Department of Psychology, University of Cyprus, Nicosia, Cyprus.
Department of Computer Science, University of Cyprus, Nicosia, Cyprus.
Psychophysiology. 2020 May;57(5):e13551. doi: 10.1111/psyp.13551. Epub 2020 Feb 19.
Wearable devices capable of capturing psychophysiological signals are popular. However, such devices have, yet, to be established in experimental and clinical research. This study, therefore, compared psychophysiological data (skin conductance level (SCL), heart rate (HR), and heart rate variability (HRV)) captured with a wearable device (Microsoft band 2) to those of a stationary device (Biopac MP150), in an experimental pain induction paradigm. Additionally, the present study aimed to compare two analytical techniques of HRV psychophysiological data: traditional (i.e., peaks are detected and manually checked) versus automated analysis using Python programs. Forty-three university students (86% female; Mage = 21.37 years) participated in the cold pressor pain induction task. Results showed that the majority of the correlations between the two devices for the mean HR were significant and strong (rs > .80) both during baseline and experimental phases. For the time-domain measure of mean RR (function of autonomic influences) of HRV, the correlations between the two devices at baseline were almost perfect (rs = .99), whereas at the experimental phase were significantly strong (rs > .74). However, no significant correlations were found for mean SCL (p> .05). Additionally, automated analysis led to similar features for HRV stationary data as the traditional analysis. Implications for data collection include the establishment of a methodology to compare stationary to mobile devices and a new, more cost efficient way of collecting psychophysiological data. Implications for data analysis include analyzing the data faster, with less effort and allowing for large amounts of data to be recorded.

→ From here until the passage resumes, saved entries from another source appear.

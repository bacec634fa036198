//! The communication interface among a `homelink` device and its controller.
//!
//! This crate provides the data exchanged on the network:
//!
//! - Request envelopes, which carry an action, the identifier of the
//!   client issuing it, an optional authentication token, and the fields
//!   required by the action.
//! - Response envelopes, which carry a status code, a human-readable message,
//!   and optional data or tokens produced by the device.
//! - Discovery beacons, periodically announced by each device on a
//!   multicast group so that a controller can find it on the local network.
//! - Device descriptions, such as device kinds, air conditioner modes and
//!   the information payloads returned by status requests.
//!
//! Every structure is serializable and deserializable, since a device
//! decodes requests and encodes responses while a controller does the
//! opposite.
//!
//! This crate can be compiled for both `std` and `no_std` environments.

#![forbid(unsafe_code)]
#![deny(missing_docs)]
#![no_std]

extern crate alloc;

/// Device kinds and their attributes.
pub mod device;
/// Discovery beacons and multicast parameters.
pub mod discovery;
/// Information payloads returned by a device.
pub mod info;
/// Request envelopes and actions.
pub mod request;
/// Response envelopes and status codes.
pub mod response;

#[cfg(test)]
pub(crate) fn serialize<T: serde::Serialize>(value: T) -> serde_json::Value {
    serde_json::to_value(value).unwrap()
}

#[cfg(test)]
pub(crate) fn deserialize<T: serde::de::DeserializeOwned>(value: serde_json::Value) -> T {
    serde_json::from_value(value).unwrap()
}
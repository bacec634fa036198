use std::borrow::Cow;

/// All possible error kinds.
#[derive(Debug, Copy, Clone, PartialEq, Eq)]
pub enum ErrorKind {
    /// A connection to a device could not be established.
    ConnectionFailed,
    /// A request could not be sent or its response could not be read.
    TransportFailure,
    /// The device refused the provided password.
    AuthenticationFailed,
    /// The device refused the cached token.
    TokenInvalidOrExpired,
    /// A value is outside the range accepted by the device.
    OutOfRange,
    /// The device answered with data which cannot be interpreted.
    MalformedResponse,
    /// The device rejected a request.
    Rejected,
    /// The discovery scanner failed.
    Scanner,
    /// Home records could not be loaded, saved or edited.
    Home,
}

impl ErrorKind {
    pub(crate) const fn description(self) -> &'static str {
        match self {
            Self::ConnectionFailed => "Connection Failed",
            Self::TransportFailure => "Transport Failure",
            Self::AuthenticationFailed => "Authentication Failed",
            Self::TokenInvalidOrExpired => "Token Invalid Or Expired",
            Self::OutOfRange => "Out Of Range",
            Self::MalformedResponse => "Malformed Response",
            Self::Rejected => "Rejected",
            Self::Scanner => "Scanner",
            Self::Home => "Home",
        }
    }
}

impl std::fmt::Display for ErrorKind {
    fn fmt(&self, f: &mut std::fmt::Formatter<'_>) -> std::fmt::Result {
        f.write_str(self.description())
    }
}

/// A controller error.
#[derive(PartialEq)]
pub struct Error {
    kind: ErrorKind,
    description: Cow<'static, str>,
}

impl std::fmt::Debug for Error {
    fn fmt(&self, f: &mut std::fmt::Formatter<'_>) -> std::fmt::Result {
        self.error(f)
    }
}

impl std::fmt::Display for Error {
    fn fmt(&self, f: &mut std::fmt::Formatter<'_>) -> std::fmt::Result {
        self.error(f)
    }
}

impl std::error::Error for Error {}

impl Error {
    /// Creates an [`Error`] from an [`ErrorKind`] and a description.
    #[inline]
    pub fn new(kind: ErrorKind, description: impl Into<Cow<'static, str>>) -> Self {
        Self {
            kind,
            description: description.into(),
        }
    }

    /// Returns the [`ErrorKind`].
    #[must_use]
    #[inline]
    pub const fn kind(&self) -> ErrorKind {
        self.kind
    }

    /// Returns the error description.
    #[must_use]
    #[inline]
    pub fn description(&self) -> &str {
        &self.description
    }

    fn error(&self, f: &mut std::fmt::Formatter<'_>) -> std::fmt::Result {
        write!(f, "{}: {}", self.kind, self.description)
    }
}

impl From<std::io::Error> for Error {
    fn from(e: std::io::Error) -> Self {
        Self::new(ErrorKind::TransportFailure, e.to_string())
    }
}

impl From<serde_json::Error> for Error {
    fn from(e: serde_json::Error) -> Self {
        Self::new(ErrorKind::MalformedResponse, e.to_string())
    }
}

/// A specialized [`Result`] type for [`Error`].
pub type Result<T> = std::result::Result<T, Error>;

#[cfg(test)]
mod tests {
    use super::{Error, ErrorKind};

    #[test]
    fn test_error_format() {
        let error = Error::new(ErrorKind::Rejected, "Light is already on.");

        assert_eq!(error.kind(), ErrorKind::Rejected);
        assert_eq!(error.description(), "Light is already on.");
        assert_eq!(error.to_string(), "Rejected: Light is already on.");
        assert_eq!(format!("{error:?}"), "Rejected: Light is already on.");
    }

    #[test]
    fn test_error_conversions() {
        let error: Error = std::io::Error::other("connection reset").into();

        assert_eq!(error.kind(), ErrorKind::TransportFailure);
        assert_eq!(error.description(), "connection reset");

        let error: Error = serde_json::from_str::<serde_json::Value>("{")
            .unwrap_err()
            .into();
        assert_eq!(error.kind(), ErrorKind::MalformedResponse);
    }
}
use homelink::request::{Command, Request, is_authentication_action, is_known_action};
use homelink::response::Response;

use serde::Deserialize;

use serde_json::Value;

use tracing::{debug, warn};

use crate::device::{Device, unsupported};
use crate::error::{Error, ErrorKind, Result};

// Accepted in place of a missing token, it never matches an issued one.
const NO_TOKEN: &str = "";

fn error_response(error: &Error) -> Response {
    Response::bad_request(format!("Error: {}", error.description()))
}

fn malformed(description: impl std::fmt::Display) -> Error {
    Error::new(ErrorKind::MalformedRequest, description.to_string())
}

/// Routes requests to the authentication manager or to the device.
///
/// Authentication actions are served without a token. Every other action
/// requires a valid token: on failure, the validation response is returned
/// unchanged.
///
/// Every error is turned into a response, so a request never breaks the
/// command loop.
#[derive(Debug, Clone)]
pub struct CommandHandler {
    device: Device,
}

impl CommandHandler {
    /// Creates a [`CommandHandler`] for a [`Device`].
    #[must_use]
    #[inline]
    pub const fn new(device: Device) -> Self {
        Self { device }
    }

    /// Returns the [`Device`] served by the handler.
    #[must_use]
    #[inline]
    pub const fn device(&self) -> &Device {
        &self.device
    }

    /// Handles a request decoded from the network.
    ///
    /// Token validation happens before the action is decoded, so an
    /// unauthenticated client learns nothing about the supported actions.
    pub fn handle(&self, request: &Value) -> Response {
        let Some(action) = request.get("action").and_then(Value::as_str) else {
            return error_response(&malformed("Missing or invalid `action` field"));
        };

        if is_authentication_action(action) {
            return match Self::decode(request) {
                Ok(request) => self.authentication(request),
                Err(e) => error_response(&e),
            };
        }

        let Some(client_id) = request.get("clientId").and_then(Value::as_str) else {
            return error_response(&malformed("Missing or invalid `clientId` field"));
        };
        let token = request
            .get("token")
            .and_then(Value::as_str)
            .unwrap_or(NO_TOKEN);

        let validation = self.device.auth().validate_token(client_id, token);
        if !validation.status.is_ok() {
            warn!(
                "Device `{}`: refused `{action}` from client `{client_id}`",
                self.device.id()
            );
            return validation;
        }

        if !is_known_action(action) {
            return error_response(&unsupported(self.device.kind(), action));
        }

        debug!(
            "Device `{}`: `{action}` from client `{client_id}`",
            self.device.id()
        );

        Self::decode(request)
            .and_then(|request| self.execute(request.command))
            .unwrap_or_else(|e| error_response(&e))
    }

    /// Handles an already decoded [`Request`].
    pub fn handle_request(&self, request: Request) -> Response {
        if request.command.is_authentication() {
            return self.authentication(request);
        }

        let token = request.token.as_deref().unwrap_or(NO_TOKEN);
        let validation = self.device.auth().validate_token(&request.client_id, token);
        if !validation.status.is_ok() {
            return validation;
        }

        self.execute(request.command)
            .unwrap_or_else(|e| error_response(&e))
    }

    fn decode(request: &Value) -> Result<Request> {
        Request::deserialize(request).map_err(malformed)
    }

    fn authentication(&self, request: Request) -> Response {
        let auth = self.device.auth();
        match request.command {
            Command::Authenticate { password } => auth.authenticate(&request.client_id, &password),
            Command::ValidateToken => auth.validate_token(
                &request.client_id,
                request.token.as_deref().unwrap_or(NO_TOKEN),
            ),
            Command::ChangePassword {
                current_password,
                new_password,
            } => auth.change_password(&current_password, &new_password),
            command => error_response(&unsupported(self.device.kind(), command.action())),
        }
    }

    fn execute(&self, command: Command) -> Result<Response> {
        let device = &self.device;
        let response = match command {
            Command::Status => Response::ok("Status retrieved successfully")
                .data(serde_json::to_value(device.info())?),
            Command::Details => Response::ok("Detailed info retrieved successfully")
                .data(serde_json::to_value(device.detailed_info())?),
            Command::TurnOn => {
                device.turn_on()?;
                Response::ok("Device turned on")
            }
            Command::TurnOff => {
                device.turn_off()?;
                Response::ok("Device turned off")
            }
            Command::SetTimer {
                duration,
                timer_action,
            } => {
                device.set_timer(duration, timer_action)?;
                Response::ok("Timer set successfully")
            }
            Command::CancelTimers => {
                device.cancel_all_timers();
                Response::ok("All timers canceled")
            }
            Command::SetSpeed { speed } => {
                device.set_speed(speed)?;
                Response::ok("Fan speed set successfully")
            }
            Command::SetMode { mode } => {
                device.set_mode(mode)?;
                Response::ok("AC mode set successfully")
            }
            Command::SetTemperature { temperature } => {
                device.set_temperature(temperature)?;
                Response::ok("AC temperature set successfully")
            }
            command => return Err(unsupported(device.kind(), command.action())),
        };

        Ok(response)
    }
}
use chrono::{DateTime, Datelike, Local};

use homelink::info::RuntimeReport;

use crate::error::{Error, ErrorKind, Result};

#[derive(Debug, Clone, Copy, PartialEq)]
struct Running {
    start: DateTime<Local>,
    power: u32,
}

/// Usage and energy accounting of a device.
///
/// The tracker accumulates the time a device stays on, both as a grand
/// total and over the current day, month and year, together with the
/// energy consumed in watt-seconds.
///
/// Calendar counters are reset lazily: a period change is detected on the
/// first stop or update following the boundary, comparing the local date
/// against the date of the previous update.
///
/// The tracker performs no locking, the owning device serializes accesses.
#[derive(Debug, Clone, PartialEq)]
pub struct RuntimeTracker {
    total: u64,
    daily: u64,
    monthly: u64,
    yearly: u64,
    cumulative_power: u64,
    running: Option<Running>,
    last_update: DateTime<Local>,
}

impl Default for RuntimeTracker {
    fn default() -> Self {
        Self::new()
    }
}

impl RuntimeTracker {
    /// Creates an idle [`RuntimeTracker`].
    #[must_use]
    #[inline]
    pub fn new() -> Self {
        Self::new_at(Local::now())
    }

    /// Creates an idle [`RuntimeTracker`] whose last update happened
    /// at the given instant.
    #[must_use]
    #[inline]
    pub const fn new_at(now: DateTime<Local>) -> Self {
        Self {
            total: 0,
            daily: 0,
            monthly: 0,
            yearly: 0,
            cumulative_power: 0,
            running: None,
            last_update: now,
        }
    }

    /// Starts measuring an interval at the given power, in watts.
    ///
    /// # Errors
    ///
    /// An error is returned if an interval is already being measured.
    /// The running interval is left untouched.
    #[inline]
    pub fn start_timer(&mut self, power: u32) -> Result<()> {
        self.start_timer_at(power, Local::now())
    }

    /// Starts measuring an interval at the given instant.
    ///
    /// # Errors
    ///
    /// An error is returned if an interval is already being measured.
    pub fn start_timer_at(&mut self, power: u32, now: DateTime<Local>) -> Result<()> {
        if self.running.is_some() {
            return Err(Error::new(
                ErrorKind::TimerState,
                "Runtime timer is already running.",
            ));
        }
        self.running = Some(Running { start: now, power });
        Ok(())
    }

    /// Stops measuring the current interval and accumulates it.
    ///
    /// # Errors
    ///
    /// An error is returned if no interval is being measured.
    #[inline]
    pub fn stop_timer(&mut self) -> Result<()> {
        self.stop_timer_at(Local::now())
    }

    /// Stops measuring the current interval at the given instant.
    ///
    /// # Errors
    ///
    /// An error is returned if no interval is being measured.
    pub fn stop_timer_at(&mut self, now: DateTime<Local>) -> Result<()> {
        let Some(Running { start, power }) = self.running.take() else {
            return Err(Error::new(
                ErrorKind::TimerState,
                "Runtime timer is not running.",
            ));
        };

        // A clock moved backwards counts as no elapsed time.
        let elapsed = u64::try_from((now - start).num_seconds()).unwrap_or(0);

        self.update_runtime_at(now);

        self.total += elapsed;
        self.daily += elapsed;
        self.monthly += elapsed;
        self.yearly += elapsed;
        self.cumulative_power += elapsed * u64::from(power);

        Ok(())
    }

    /// Resets the calendar counters whose period has changed since the
    /// last update.
    #[inline]
    pub fn update_runtime(&mut self) {
        self.update_runtime_at(Local::now());
    }

    /// Resets the calendar counters whose period has changed between the
    /// last update and the given instant.
    pub fn update_runtime_at(&mut self, now: DateTime<Local>) {
        let last = self.last_update;

        if now.date_naive() != last.date_naive() {
            self.daily = 0;
        }

        if now.year() != last.year() || now.month() != last.month() {
            self.monthly = 0;
        }

        if now.year() != last.year() {
            self.yearly = 0;
        }

        self.last_update = now;
    }

    /// Returns whether an interval is being measured.
    #[must_use]
    #[inline]
    pub const fn is_running(&self) -> bool {
        self.running.is_some()
    }

    /// Returns the total runtime, in seconds.
    #[must_use]
    #[inline]
    pub const fn total_runtime(&self) -> u64 {
        self.total
    }

    /// Returns the runtime of the current day, in seconds.
    #[must_use]
    #[inline]
    pub const fn daily_runtime(&self) -> u64 {
        self.daily
    }

    /// Returns the runtime of the current month, in seconds.
    #[must_use]
    #[inline]
    pub const fn monthly_runtime(&self) -> u64 {
        self.monthly
    }

    /// Returns the runtime of the current year, in seconds.
    #[must_use]
    #[inline]
    pub const fn yearly_runtime(&self) -> u64 {
        self.yearly
    }

    /// Returns the consumed energy, in watt-seconds.
    #[must_use]
    #[inline]
    pub const fn cumulative_power(&self) -> u64 {
        self.cumulative_power
    }

    /// Returns the calendar counters as a [`RuntimeReport`].
    #[must_use]
    #[inline]
    pub const fn report(&self) -> RuntimeReport {
        RuntimeReport {
            daily: self.daily,
            monthly: self.monthly,
            yearly: self.yearly,
        }
    }
}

可穿戴设备能够捕获心理生理信号,因此很受欢迎。然而,这类设备在实验和临床研究中尚未得到充分验证。因此,本研究在实验性疼痛诱发范式中,比较了可穿戴设备(Microsoft band 2)和固定式设备(Biopac MP150)所捕获的心理生理数据(皮肤电导水平(SCL)、心率(HR)和心率变异性(HRV))。此外,本研究旨在比较 HRV 心理生理数据的两种分析技术:传统分析(即,检测并手动检查峰值)与使用 Python 程序的自动分析。43 名大学生(86%为女性;平均年龄 21.37 岁)参与了冷加压疼痛诱发任务。结果表明,在基线和实验阶段,两种设备的大多数平均 HR 相关系数都是显著且较强的(rs>.80)。对于 HRV 的时域测量平均 RR(自主神经影响的函数),两种设备在基线时的相关性几乎是完美的(rs=.99),而在实验阶段的相关性显著较强(rs>.74)。然而,对于平均 SCL(p>.05),没有发现显著相关性。此外,自动分析得出的 HRV 固定数据特征与传统分析相似。数据收集的意义包括建立一种将固定式设备与移动式设备进行比较的方法,以及一种新的、更具成本效益的收集心理生理数据的方法。数据分析的意义包括更快、更省力地分析数据,并允许记录大量数据。